Auten is keeping his plate full this season. In addition to the elite series, Auten will finish out the Bassmaster Southern Open Series, which runs through October, and will compete in the Professional Anglers Association Tournament Series, a newer series he says is "beginning to catch on."
"It's probably a little more than I want to do, but it's a good way to make money -- something to fill in the gaps," Auten said.
He said he plans to come home on weekends between tournaments, since he can't really prepare for the upcoming week's event. Lakes that are part of the Bassmaster series are closed to all anglers 30 days before tournaments.
Auten's wife, Susan, runs a wallpaper hanging business in York County, and his two children, Nick, 14, and Grace, 9, have both been fishing since they were young -- just like their dad.
"Just being outdoors, the challenge of trying to catch something -- it's a lot of fun when you figure out how," Auten said. "That's what pretty much hooked me."
No pun intended.
Myers handles his schedule a little differently.
Myers is a rarity in the business because he has a separate full-time job outside of fishing.
He owns and operates CS Motorsports in Gastonia, N.C.
"I opened my company when I was 19," Myers said. "We do auto customization, stereo, navigation ... we work with both cars and boats."
Three years after opening CS Motorsports in 1994, Myers bought his first boat and has been fishing ever since.
"I'm really looking forward to it," Myers said about entering his fourth Elite Series. "Experience is everything in this sport, but you can't be too confident. A lake can be different every time you're there. You have to be ready to adapt."

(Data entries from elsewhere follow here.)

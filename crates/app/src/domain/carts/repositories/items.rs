//! Cart Items Repository

use jiff::Timestamp;
use jiff_sqlx::Timestamp as SqlxTimestamp;
use sqlx::{FromRow, Postgres, Row, Transaction, postgres::PgRow, query, query_as, types::Json};
use tally::{attributes::VariantAttributes, products::ProductSnapshot};

use crate::domain::{
    carts::models::{CartItem, CartItemUuid, CartUuid},
    products::{
        models::ProductUuid,
        repository::{amount_to_db, try_get_amount, try_get_optional_amount},
    },
};

const GET_CART_ITEMS_SQL: &str = include_str!("../sql/get_cart_items.sql");
const CURRENT_CART_ITEMS_SQL: &str = include_str!("../sql/current_cart_items.sql");
const UPSERT_CART_ITEM_SQL: &str = include_str!("../sql/upsert_cart_item.sql");
const UPDATE_ITEM_QUANTITY_SQL: &str = include_str!("../sql/update_item_quantity.sql");
const DELETE_CART_ITEM_SQL: &str = include_str!("../sql/delete_cart_item.sql");
const PRODUCT_SNAPSHOT_SQL: &str = include_str!("../sql/product_snapshot_for_cart.sql");

#[derive(Debug, Clone, Default)]
pub(crate) struct PgCartItemsRepository;

impl PgCartItemsRepository {
    #[must_use]
    pub(crate) fn new() -> Self {
        Self
    }

    pub(crate) async fn get_cart_items(
        &self,
        tx: &mut Transaction<'_, Postgres>,
        cart: CartUuid,
        point_in_time: Timestamp,
    ) -> Result<Vec<CartItem>, sqlx::Error> {
        query_as::<Postgres, CartItem>(GET_CART_ITEMS_SQL)
            .bind(cart.into_uuid())
            .bind(SqlxTimestamp::from(point_in_time))
            .fetch_all(&mut **tx)
            .await
    }

    pub(crate) async fn current_cart_items(
        &self,
        tx: &mut Transaction<'_, Postgres>,
        cart: CartUuid,
    ) -> Result<Vec<CartItem>, sqlx::Error> {
        query_as::<Postgres, CartItem>(CURRENT_CART_ITEMS_SQL)
            .bind(cart.into_uuid())
            .fetch_all(&mut **tx)
            .await
    }

    /// Insert a line, or add its quantity onto the existing line with the
    /// same `(cart, product, attributes)` identity.
    pub(crate) async fn upsert_cart_item(
        &self,
        tx: &mut Transaction<'_, Postgres>,
        cart: CartUuid,
        item: CartItemUuid,
        snapshot: &ProductSnapshot,
        attributes: &VariantAttributes,
        quantity: u32,
    ) -> Result<CartItem, sqlx::Error> {
        query_as::<Postgres, CartItem>(UPSERT_CART_ITEM_SQL)
            .bind(item.into_uuid())
            .bind(cart.into_uuid())
            .bind(snapshot.uuid)
            .bind(&snapshot.name)
            .bind(snapshot.image.as_deref())
            .bind(amount_to_db(snapshot.effective_price())?)
            .bind(Json(attributes))
            .bind(i32::try_from(quantity).map_err(|e| sqlx::Error::Encode(Box::new(e)))?)
            .fetch_one(&mut **tx)
            .await
    }

    pub(crate) async fn update_item_quantity(
        &self,
        tx: &mut Transaction<'_, Postgres>,
        cart: CartUuid,
        product: ProductUuid,
        attributes: &VariantAttributes,
        quantity: u32,
    ) -> Result<u64, sqlx::Error> {
        let rows_affected = query(UPDATE_ITEM_QUANTITY_SQL)
            .bind(cart.into_uuid())
            .bind(product.into_uuid())
            .bind(Json(attributes))
            .bind(i32::try_from(quantity).map_err(|e| sqlx::Error::Encode(Box::new(e)))?)
            .execute(&mut **tx)
            .await?
            .rows_affected();

        Ok(rows_affected)
    }

    pub(crate) async fn delete_cart_item(
        &self,
        tx: &mut Transaction<'_, Postgres>,
        cart: CartUuid,
        product: ProductUuid,
        attributes: &VariantAttributes,
    ) -> Result<u64, sqlx::Error> {
        let rows_affected = query(DELETE_CART_ITEM_SQL)
            .bind(cart.into_uuid())
            .bind(product.into_uuid())
            .bind(Json(attributes))
            .execute(&mut **tx)
            .await?
            .rows_affected();

        Ok(rows_affected)
    }

    /// The live product fields a new line freezes at add time.
    pub(crate) async fn product_snapshot(
        &self,
        tx: &mut Transaction<'_, Postgres>,
        product: ProductUuid,
    ) -> Result<Option<ProductSnapshot>, sqlx::Error> {
        query_as::<Postgres, SnapshotRow>(PRODUCT_SNAPSHOT_SQL)
            .bind(product.into_uuid())
            .fetch_optional(&mut **tx)
            .await
            .map(|row| row.map(|row| row.0))
    }
}

struct SnapshotRow(ProductSnapshot);

impl<'r> FromRow<'r, PgRow> for SnapshotRow {
    fn from_row(row: &'r PgRow) -> sqlx::Result<Self> {
        Ok(Self(ProductSnapshot {
            uuid: row.try_get("uuid")?,
            name: row.try_get("name")?,
            sku: row.try_get("sku")?,
            image: row.try_get("image")?,
            price: try_get_amount(row, "price")?,
            sale_price: try_get_optional_amount(row, "sale_price")?,
        }))
    }
}

impl<'r> FromRow<'r, PgRow> for CartItem {
    fn from_row(row: &'r PgRow) -> sqlx::Result<Self> {
        let quantity: i32 = row.try_get("quantity")?;

        Ok(Self {
            uuid: CartItemUuid::from_uuid(row.try_get("uuid")?),
            product_uuid: ProductUuid::from_uuid(row.try_get("product_uuid")?),
            name: row.try_get("name")?,
            image: row.try_get("image")?,
            unit_price: try_get_amount(row, "unit_price")?,
            attributes: row
                .try_get::<Json<VariantAttributes>, _>("attributes")?
                .0,
            quantity: u32::try_from(quantity).map_err(|e| sqlx::Error::ColumnDecode {
                index: "quantity".to_string(),
                source: Box::new(e),
            })?,
            created_at: row.try_get::<SqlxTimestamp, _>("created_at")?.to_jiff(),
            updated_at: row.try_get::<SqlxTimestamp, _>("updated_at")?.to_jiff(),
            deleted_at: row
                .try_get::<Option<SqlxTimestamp>, _>("deleted_at")?
                .map(SqlxTimestamp::to_jiff),
        })
    }
}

Myers said he would fly home between tournaments to work and spend time with his wife, Missy, and two sons, Britt, 9, and Carson, 5.
It may not be as enjoyable as fishing with their dad, but Myers' sons will be able to watch him after each tournament on TV -- if he does well. ESPN places cameras in the boats of the top 12 competitors for the final rounds of each elite series tournament, and broadcasts a recap of the event the following weekend.
Myers also has been featured on the ESPN2 fishing series, "A Day on the Lake," where professional anglers teach how to adapt to new lakes.
"It's going to be fun. I can't wait to get out there," Myers said of this year's season.
For Quinn, this season is all about taking the final step.
He has competed in four Bassmaster Classics, earned a second-place overall finish in 2007 in the Elite Series, and won a 2005 Bassmaster Regional Tournament in Columbia, Miss., in 2005.
"I hope to fish in the Classic this year. My goal is to win Angler of the Year," Quinn said.
If not this year, he's going to keep trying.
"As long as I'm physically able -- I'll be out there," Quinn said. "There's guys 60 going on 70 that are still out there competing on a daily basis."
Fans can listen to Quinn on the radio the day before each tournament. He will do a call in to the nationally syndicated talk show "John Boy and Billy," which is broadcast locally on 99.7 FM.
For more information about Bassmaster fishing tournaments, visit espn.com and look for the Bassmaster page.
2009 Bassmaster Elite Series schedule
March 12-15: Lake Amistad, Del Rio, Texas
March 26-29: Lake Dardanelle, Russellville, Ark.
April 2-5: Wheeler Lake, Decatur, Ala.
April 23-26: Smith Mountain Lake, Moneta, Va.
May 7-10: Lake Guntersville, Guntersville, Ala.
June 3-6: Kentucky Lake, Paris, Tenn.
June 11-14: Mississippi River, Fort Madison, Iowa
Aug.13-16: Oneida Lake, Syracuse, N.Y.